*Task to carry out*.
Report how many lines of the listing include the word "commands"; nothing else should be written.

*Data listing*.

pub mod analysis;
pub mod cli;
pub mod commands;
pub mod config;
pub mod device;
pub mod errors;
pub mod executor;
pub mod game;
pub mod logging;
pub mod perception;
pub mod tasks;
pub mod vlm;

use clap::Parser;

use crate::cli::{Cli, Command, RunArgs};
use crate::errors::BotResult;

/// Parses the command line, sets up logging and runs the chosen command.
pub async fn run() -> BotResult<()> {
    // .env is optional
    let _ = dotenvy::dotenv();

    let cli = Cli::parse();
    let config = commands::load(cli.config.as_deref(), cli.debug)?;
    logging::init_logging(&config.logging.level, config.debug_mode, config.logging.file.as_deref())?;
    tracing::debug!(?config, "configuration");

    let command = cli.command.unwrap_or_else(|| Command::Run(RunArgs::default()));
    commands::dispatch(config, command).await
}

*Written reply*.
3